■ **Collected data entries**
------------------------------------------------------------------------
//! Type-driven parsing.
//!
//! The target type picks the strategy, never the JSON being read. Every
//! parsable type implements [`JsonParse`]; the crate provides it for
//! primitives, `Option`, `Box`, the standard sequences, sets and
//! string-keyed maps. User types implement it by hand, usually in terms of
//! [`parse_object`] or [`parse_from`]. Types that cannot carry an impl are
//! parsed through an adapter, see [`Deserializable`](crate::Deserializable).
mod collections;
mod object;
mod primitive;

pub use collections::{ArrayLike, MapLike, parse_array, parse_map};
pub use object::{Field, FieldSet, FieldSlot, parse_from, parse_object, try_parse_from};

use crate::{Error, ParseResult, Token, TokenKind, TokenSource};

/// A type that knows how to read itself from a token stream.
///
/// ```rust
/// use jsonbind::{Field, JsonParse, ParseResult, TokenSource, from_str, parse_object};
///
/// #[derive(Debug, Default, PartialEq)]
/// struct Point {
///     x: i32,
///     y: i32,
///     label: Option<String>,
/// }
///
/// impl JsonParse for Point {
///     fn json_parse<S: TokenSource + ?Sized>(tokens: &mut S) -> ParseResult<Self> {
///         let mut point = Point::default();
///         parse_object(
///             tokens,
///             (
///                 Field::new("x", &mut point.x),
///                 Field::new("y", &mut point.y),
///                 Field::new("label", &mut point.label),
///             ),
///         )?;
///         Ok(point)
///     }
/// }
///
/// let point: Point = from_str(r#"{"y": 2, "x": 1}"#).unwrap();
/// assert_eq!(point, Point { x: 1, y: 2, label: None });
/// ```
pub trait JsonParse: Sized {
    /// Whether an object field of this type may be left out.
    ///
    /// Only `Option<T>` (and wrappers forwarding to it) set this.
    const OPTIONAL: bool = false;

    /// Reads exactly one JSON value.
    ///
    /// # Errors
    ///
    /// A parse error if the value does not fit `Self`, or a JSON error if the
    /// stream failed while reading it. Errors from nested values are returned
    /// unchanged.
    fn json_parse<S: TokenSource + ?Sized>(tokens: &mut S) -> ParseResult<Self>;
}

/// Parses one `T` from `tokens` with `T`'s own [`JsonParse`] impl.
///
/// # Errors
///
/// Whatever `T::json_parse` reports.
pub fn parse<T: JsonParse, S: TokenSource + ?Sized>(tokens: &mut S) -> ParseResult<T> {
    T::json_parse(tokens)
}

/// The error to report when a token was required but none arrived.
///
/// A lexer failure takes precedence and becomes a JSON error; otherwise the
/// input simply ended early.
pub fn missing_token<S: TokenSource + ?Sized>(tokens: &S) -> Error {
    match tokens.error() {
        Some(message) => Error::json(message, tokens.path()),
        None => Error::parse("Unexpected end of json", tokens.path()),
    }
}

/// Consumes the next token, failing if there is none.
///
/// # Errors
///
/// See [`missing_token`].
pub fn expect_next<S: TokenSource + ?Sized>(tokens: &mut S) -> ParseResult<Token> {
    match tokens.next() {
        Some(token) => Ok(token),
        None => Err(missing_token(tokens)),
    }
}

/// Kind of the next token, without consuming it.
///
/// # Errors
///
/// See [`missing_token`].
pub fn peek_kind<S: TokenSource + ?Sized>(tokens: &mut S) -> ParseResult<TokenKind> {
    let kind = tokens.peek().map(Token::kind);
    kind.ok_or_else(|| missing_token(tokens))
}

/// Consumes the next token and checks it is of kind `expected`.
///
/// # Errors
///
/// A parse error naming both kinds on mismatch, or see [`missing_token`].
pub fn expect_token<S: TokenSource + ?Sized>(
    tokens: &mut S,
    expected: TokenKind,
) -> ParseResult<Token> {
    let token = expect_next(tokens)?;
    if token.is(expected) {
        Ok(token)
    } else {
        Err(unexpected_token(tokens, &token, &[expected]))
    }
}

/// Builds the error for a token that is none of `expected`.
pub fn unexpected_token<S: TokenSource + ?Sized>(
    tokens: &S,
    token: &Token,
    expected: &[TokenKind],
) -> Error {
    let expected = expected
        .iter()
        .map(|kind| kind.name())
        .collect::<Vec<_>>()
        .join(", ");
    Error::parse(format!("Expected {expected}, got {}", token.name()), tokens.path())
}

impl<T: JsonParse> JsonParse for Option<T> {
    const OPTIONAL: bool = true;

    fn json_parse<S: TokenSource + ?Sized>(tokens: &mut S) -> ParseResult<Self> {
        if peek_kind(tokens)? == TokenKind::Null {
            tokens.next();
            return Ok(None);
        }
        T::json_parse(tokens).map(Some)
    }
}

impl<T: JsonParse> JsonParse for Box<T> {
    const OPTIONAL: bool = T::OPTIONAL;

    fn json_parse<S: TokenSource + ?Sized>(tokens: &mut S) -> ParseResult<Self> {
        T::json_parse(tokens).map(Box::new)
    }
}
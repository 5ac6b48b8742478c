//! Pull-style cursor over a push-style [`Lexer`].
//!
//! [`TokenStream`] holds at most one buffered token. `peek` and `next` pull a
//! single event from the lexer only when the buffer is empty, so the lexer is
//! never more than one token ahead of the parser. Path observation happens on
//! acquisition, which means [`TokenSource::path`] describes the buffered
//! token.
use std::io::Read;

use crate::{
    JsonPath, LexerOptions, NoPath, PathObserver, Token,
    lexer::{Lexer, StreamLexer, TokenHandler},
};

/// What the typed parser consumes.
///
/// [`TokenStream`] is the implementation shipped with the crate; the trait
/// exists so parsers can be driven from any token source and tested without
/// a lexer.
pub trait TokenSource {
    /// Returns the next token without consuming it. Repeated calls return
    /// the same token.
    fn peek(&mut self) -> Option<&Token>;

    /// Consumes and returns the next token.
    ///
    /// `None` means either the input is exhausted or the source is in its
    /// error state; [`has_error`](Self::has_error) tells the two apart.
    #[allow(clippy::should_implement_trait)]
    fn next(&mut self) -> Option<Token>;

    /// Whether the underlying lexer failed. Once `true`, stays `true`.
    fn has_error(&self) -> bool {
        self.error().is_some()
    }

    /// Message of the lexer failure, if any.
    fn error(&self) -> Option<&str>;

    /// Whether every token has been consumed and the lexer has no input left.
    ///
    /// This reads only state that has already been observed. After the last
    /// token is consumed, one more [`peek`](Self::peek) or
    /// [`next`](Self::next) may be needed to let the lexer confirm that
    /// nothing follows; that call returns `None`.
    fn is_complete(&self) -> bool;

    /// Location of the buffered (or most recently consumed) token, or `None`
    /// when locations are not tracked.
    fn path(&self) -> Option<String>;
}

/// One-token buffer the lexer pushes into.
#[derive(Debug, Default)]
struct TokenSlot {
    token: Option<Token>,
}

impl TokenHandler for TokenSlot {
    fn emit(&mut self, token: Token) {
        debug_assert!(self.token.is_none(), "lexer emitted two tokens in one advance");
        self.token = Some(token);
    }
}

/// Token cursor over a [`Lexer`], optionally tracking the JSON path.
///
/// `P` selects location tracking: [`JsonPath`] (the default) renders paths
/// such as `root.items[2].name`, [`NoPath`] skips the bookkeeping.
///
/// ```rust
/// use jsonbind::{Token, TokenSource, TokenStream};
///
/// let mut tokens: TokenStream<_> = TokenStream::from_json(r#"{"a": [true]}"#);
/// assert_eq!(tokens.next(), Some(Token::StartObject));
/// assert_eq!(tokens.next(), Some(Token::Key("a".into())));
/// assert_eq!(tokens.next(), Some(Token::StartArray));
/// assert_eq!(tokens.peek(), Some(&Token::Bool(true)));
/// assert_eq!(tokens.path().as_deref(), Some("root.a[0]"));
/// ```
#[derive(Debug)]
pub struct TokenStream<L, P = JsonPath> {
    lexer: L,
    slot: TokenSlot,
    error: Option<String>,
    path: P,
}

/// A [`TokenStream`] that does not track locations.
pub type PlainTokenStream<L> = TokenStream<L, NoPath>;

impl<L: Lexer, P: PathObserver> TokenStream<L, P> {
    pub fn new(lexer: L) -> Self {
        Self {
            lexer,
            slot: TokenSlot::default(),
            error: None,
            path: P::default(),
        }
    }

    /// The wrapped lexer.
    pub fn lexer(&self) -> &L {
        &self.lexer
    }

    /// Unwraps the stream, dropping any buffered token.
    pub fn into_lexer(self) -> L {
        self.lexer
    }

    /// Ensures a token is buffered, unless the stream is done or failed.
    fn fill(&mut self) {
        if self.slot.token.is_some() || self.error.is_some() || self.lexer.is_complete() {
            return;
        }

        match self.lexer.advance(&mut self.slot) {
            Ok(()) => {
                if let Some(token) = &self.slot.token {
                    self.path.observe(token);
                } else if !self.lexer.is_complete() {
                    self.fail("Unexpected state: no token acquired, possibly a bug".to_owned());
                }
            }
            Err(error) => {
                self.slot.token = None;
                self.fail(error.to_string());
            }
        }
    }

    fn fail(&mut self, message: String) {
        log::debug!("token stream failed: {message}");
        self.error = Some(message);
    }
}

impl<'a, P: PathObserver> TokenStream<StreamLexer<&'a [u8]>, P> {
    /// Stream over a JSON document held in memory.
    pub fn from_json(json: &'a str) -> Self {
        Self::from_bytes(json.as_bytes())
    }

    pub fn from_bytes(bytes: &'a [u8]) -> Self {
        Self::from_bytes_with_options(bytes, LexerOptions::default())
    }

    pub fn from_bytes_with_options(bytes: &'a [u8], options: LexerOptions) -> Self {
        Self::new(StreamLexer::with_options(bytes, options))
    }
}

impl<R: Read, P: PathObserver> TokenStream<StreamLexer<R>, P> {
    /// Stream over any byte reader. The reader is consumed lazily, one token
    /// at a time.
    pub fn from_reader(reader: R) -> Self {
        Self::from_reader_with_options(reader, LexerOptions::default())
    }

    pub fn from_reader_with_options(reader: R, options: LexerOptions) -> Self {
        Self::new(StreamLexer::with_options(reader, options))
    }
}

impl<L: Lexer, P: PathObserver> TokenSource for TokenStream<L, P> {
    fn peek(&mut self) -> Option<&Token> {
        self.fill();
        self.slot.token.as_ref()
    }

    fn next(&mut self) -> Option<Token> {
        self.fill();
        self.slot.token.take()
    }

    fn error(&self) -> Option<&str> {
        self.error.as_deref()
    }

    fn is_complete(&self) -> bool {
        self.slot.token.is_none() && self.error.is_none() && self.lexer.is_complete()
    }

    fn path(&self) -> Option<String> {
        self.path.current()
    }
}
------------------------------------------------------------------------
Above are the records. How many of their lines hold "over"? Answer with the number alone.

4